The War on Terror treats a symptom while acting as a catalyst for the underlying disease. Same goes for the “War on Drugs”. The moment marijuana was getting legalized, the criminal elements supplying it went to opiates. Further, one has to wonder how much longer “The Cold War” enabled communism to last by providing a facade the underlying structural problems could hide behind.
Also, this idea of, “At a time when…” is bogus. This kind of testing could happen at any time. If there is some capability you think the next Hitler shouldn’t have as head of government, then you have a good sense of what powers your government shouldn’t have, and you should use that line to have a principled discussion of the powers of state. Should one person be able to start a nuclear war? Should one person be able to start any war, via the War Powers Act? These are conversations that are overdue.
“Despite the apparent complexity of modern exercise programs, you really have only two options if you want to get fitter: you can train harder than you’re currently training, or you can train more. Those two variables, intensity and volume, are the basic levers that all training plans fiddle with in various ways. But let’s be honest: two variables is still too many. We all secretly want to know which one is really the master switch that controls our fitness.”-Alex Hutchinson, “Is It More Important to Run Faster or Run Longer?” Outside. August 14, 2019.

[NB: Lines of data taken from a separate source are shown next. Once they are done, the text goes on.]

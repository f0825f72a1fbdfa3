//! Mach-O symbol extraction.
//!
//! Turns a thin Mach-O into catalog records: the image (UUID, install name,
//! `__TEXT,__text` range) and one [`Symbol`] per defined code symbol. Symbol
//! tables carry start addresses only, so each range runs to the next symbol
//! (or to the end of `__text` for the last one).

use std::path::Path;

use goblin::mach::load_command::CommandVariant;
use goblin::mach::symbols::{N_SECT, N_STAB, N_TYPE};
use goblin::mach::{self, MachO};
use goblin::Object;
use thiserror::Error;

use crate::db::{BinaryImage, Symbol};

#[derive(Debug, Error)]
pub enum MachoError {
    #[error("Failed to read {0}: {1}")]
    Io(String, #[source] std::io::Error),
    #[error("Failed to parse Mach-O: {0}")]
    Parse(#[from] goblin::error::Error),
    #[error("Not a thin Mach-O binary")]
    NotThinMacho,
    #[error("Mach-O has no __TEXT,__text section")]
    MissingText,
    #[error("Mach-O has no LC_UUID; pass an explicit UUID")]
    MissingUuid,
}

/// What a Mach-O contributes to the catalog.
#[derive(Debug, Clone, PartialEq, Eq)]
pub struct MachoImage {
    /// LC_UUID, upper-case hyphenated.
    pub uuid: Option<String>,
    /// LC_ID_DYLIB install name, if present.
    pub install_name: Option<String>,
    pub text_start: u64,
    pub text_end: u64,
    pub symbols: Vec<Symbol>,
}

impl MachoImage {
    /// Build the image record. `uuid_override` wins over LC_UUID; `fallback_name`
    /// is used when there is no install name.
    pub fn into_records(
        self,
        fallback_name: &str,
        uuid_override: Option<String>,
    ) -> Result<(BinaryImage, Vec<Symbol>), MachoError> {
        let uuid = uuid_override.or(self.uuid).ok_or(MachoError::MissingUuid)?;
        let name = self.install_name.unwrap_or_else(|| fallback_name.to_string());
        let image = BinaryImage::new(uuid, name).with_text_range(self.text_start, self.text_end);
        Ok((image, self.symbols))
    }
}

pub fn extract_macho_file(path: &Path) -> Result<MachoImage, MachoError> {
    let bytes =
        std::fs::read(path).map_err(|err| MachoError::Io(path.display().to_string(), err))?;
    extract_macho(&bytes)
}

pub fn extract_macho(bytes: &[u8]) -> Result<MachoImage, MachoError> {
    match Object::parse(bytes)? {
        Object::Mach(mach::Mach::Binary(bin)) => from_binary(&bin),
        _ => Err(MachoError::NotThinMacho),
    }
}

fn from_binary(bin: &MachO) -> Result<MachoImage, MachoError> {
    let uuid = bin.load_commands.iter().find_map(|lc| match &lc.command {
        CommandVariant::Uuid(cmd) => Some(format_uuid(cmd.uuid)),
        _ => None,
    });

    let (text_start, text_end) = bin
        .segments
        .sections()
        .flatten()
        .filter_map(Result::ok)
        .find(|(sec, _)| {
            sec.segname().unwrap_or("") == "__TEXT" && sec.name().unwrap_or("") == "__text"
        })
        .map(|(sec, _)| (sec.addr, sec.addr.saturating_add(sec.size)))
        .ok_or(MachoError::MissingText)?;

    let mut entries = Vec::new();
    for sym in bin.symbols() {
        let Ok((name, nlist)) = sym else { continue };
        if nlist.n_type & N_STAB != 0 || nlist.n_type & N_TYPE != N_SECT || name.is_empty() {
            continue;
        }
        entries.push((name.to_string(), nlist.n_value));
    }

    Ok(MachoImage {
        uuid,
        install_name: bin.name.map(str::to_string),
        text_start,
        text_end,
        symbols: symbol_ranges(entries, text_start, text_end),
    })
}

/// Derive half-open ranges from `(name, address)` pairs inside `[text_start, text_end)`.
///
/// Aliases sharing an address collapse to the lexicographically first name so
/// the resulting ranges never overlap.
pub fn symbol_ranges(mut entries: Vec<(String, u64)>, text_start: u64, text_end: u64) -> Vec<Symbol> {
    entries.retain(|(_, addr)| *addr >= text_start && *addr < text_end);
    entries.sort_by(|a, b| a.1.cmp(&b.1).then_with(|| a.0.cmp(&b.0)));
    entries.dedup_by_key(|(_, addr)| *addr);

    let mut symbols = Vec::with_capacity(entries.len());
    for (idx, (name, start)) in entries.iter().enumerate() {
        let end = entries.get(idx + 1).map_or(text_end, |(_, next)| *next);
        symbols.push(Symbol::new(name.clone(), *start, end));
    }
    symbols
}

fn format_uuid(bytes: [u8; 16]) -> String {
    uuid::Uuid::from_bytes(bytes).hyphenated().to_string().to_uppercase()
}
//! Higher-level workflows built on the catalog.

pub mod ingest;
#[cfg(feature = "macho")]
pub mod macho;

As covered in the discussion on adaptation response, there is no “master switch that controls our fitness.” If you want to be good at doing push-ups, do push-ups. If you want to swim the English Channel, then practice swimming miles at a time in cold water currents. If you want to be able to hold your breath for an extended time, then practice holding your breath. If you want to have six-pack abs, then you need to reduce your eating and increase your activity to the point that you can get your body fat below 10%. Everybody has six pack abs, it’s just that, for most of us, they are hidden behind a thick layer of fat.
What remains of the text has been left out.